1Fernando Henrique Cardoso a été le président de la République au Brésil de 1994 à 2002. Professeur universitaire, intellectuel prestigieux, ancien sénateur et ministre (des Affaires Étrangères et de l’Économie), FHC, leader fondateur du PSDB (Parti de la Social-démocratie brésilienne) achève son mandat sans vouloir trop influencer sur le choix de son successeur. Dans le spectacle de l’État brésilien actuel, il joue le rôle du père (ou du grand-père) de la nation. N’ayant pas pu ou voulu laisser un héritier incontestable dans son propre parti, le président quitte son poste en bonne position pour se représenter dans quatre ans.
2Dès ses premiers discours, totalement reproduits par les médias, FHC dessine un Brésil inédit.
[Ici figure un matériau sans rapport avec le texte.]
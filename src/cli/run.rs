use anyhow::Result;
use std::path::PathBuf;
use std::str::FromStr;
use tracing::info;

use crate::config::{Config, Provider, ReasoningEffort, Verbosity};
use crate::llm::factory;
use crate::pipeline::inputs;
use crate::pipeline::record::RunStatus;
use crate::pipeline::runner;

/// Command-line values that take precedence over the config file.
#[derive(Debug, Clone, Default)]
pub struct RunOverrides {
    pub persona_set: Option<String>,
    pub model: Option<String>,
    pub provider: Option<String>,
    pub base_url: Option<String>,
    pub reasoning: Option<ReasoningEffort>,
    pub verbosity: Option<Verbosity>,
    pub max_corrections: Option<usize>,
    pub output_dir: Option<String>,
    pub task_file: Option<String>,
}

impl RunOverrides {
    pub fn apply(&self, config: &mut Config) -> Result<()> {
        if let Some(ref persona_set) = self.persona_set {
            info!("CLI override: persona_set = {}", persona_set);
            config.run.persona_set = persona_set.clone();
        }
        if let Some(ref model) = self.model {
            info!("CLI override: model = {}", model);
            config.llm.model = model.clone();
        }
        if let Some(ref provider) = self.provider {
            info!("CLI override: provider = {}", provider);
            config.llm.provider = Some(Provider::from_str(provider)?);
        }
        if let Some(ref base_url) = self.base_url {
            info!("CLI override: base_url = {}", base_url);
            config.llm.base_url = Some(base_url.clone());
        }
        if let Some(reasoning) = self.reasoning {
            info!("CLI override: reasoning_effort = {}", reasoning);
            config.llm.reasoning_effort = reasoning;
        }
        if let Some(verbosity) = self.verbosity {
            info!("CLI override: verbosity = {}", verbosity);
            config.llm.verbosity = verbosity;
        }
        if let Some(max) = self.max_corrections {
            info!("CLI override: max_corrections = {}", max);
            config.run.max_corrections = max;
        }
        if let Some(ref dir) = self.output_dir {
            info!("CLI override: output_dir = {}", dir);
            config.paths.output_dir = PathBuf::from(dir);
        }
        if let Some(ref task) = self.task_file {
            info!("CLI override: task_file = {}", task);
            config.paths.task_file = PathBuf::from(task);
        }
        Ok(())
    }
}

pub async fn run(
    case: Option<String>,
    config_path: Option<String>,
    overrides: RunOverrides,
    dry_run: bool,
) -> Result<()> {
    if let Some(ref cfg) = config_path {
        info!("Config: {}", cfg);
    }
    info!("Dry run: {}", dry_run);

    let mut config = Config::load_with_path(config_path)?;
    overrides.apply(&mut config)?;

    // A missing task file is fatal and outranks client setup errors
    inputs::load_task_instructions(&config.paths.task_file)?;
    let client = factory::create_client(&config, dry_run)?;
    let report = runner::run_pipeline(&config, client.as_ref(), case.as_deref()).await?;

    println!("{}", report.summary);
    match report.status {
        RunStatus::Compliant => info!("✓ Diagram is LUCIM compliant"),
        RunStatus::NonCompliantFinal => info!(
            "Diagram still non-compliant after {} correction round(s)",
            config.run.max_corrections
        ),
        RunStatus::Failed(ref reason) => info!("Run failed: {}", reason),
    }
    info!("Outputs written to {}", report.persisted.dir.display());

    Ok(())
}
Sa définition du pays diffuse une image de la société différente de celle proposée par les militaires ou de celle entretenue par Fernando Collor, son prédécesseur destitué par le Congrès sous l’accusation de corruption.
3Parce que nommer c’est toujours d’une certaine façon construire ou reconstruire le réel, le paysage politique ainsi dessiné devient quasi présent. Cet effet de théorie, propre au caractère performatif des discours politiques, dépend moins des propos énoncés que de la légitimité du porte-parole du président élu. Ici, une partie des médias a contribué fortement à la construction de cette reconnaissance. Une fois entretenue la légitimité du mandataire, les objectifs de campagne, énoncés avec éclat, semblent, non seulement poursuivis, mais déjà atteints.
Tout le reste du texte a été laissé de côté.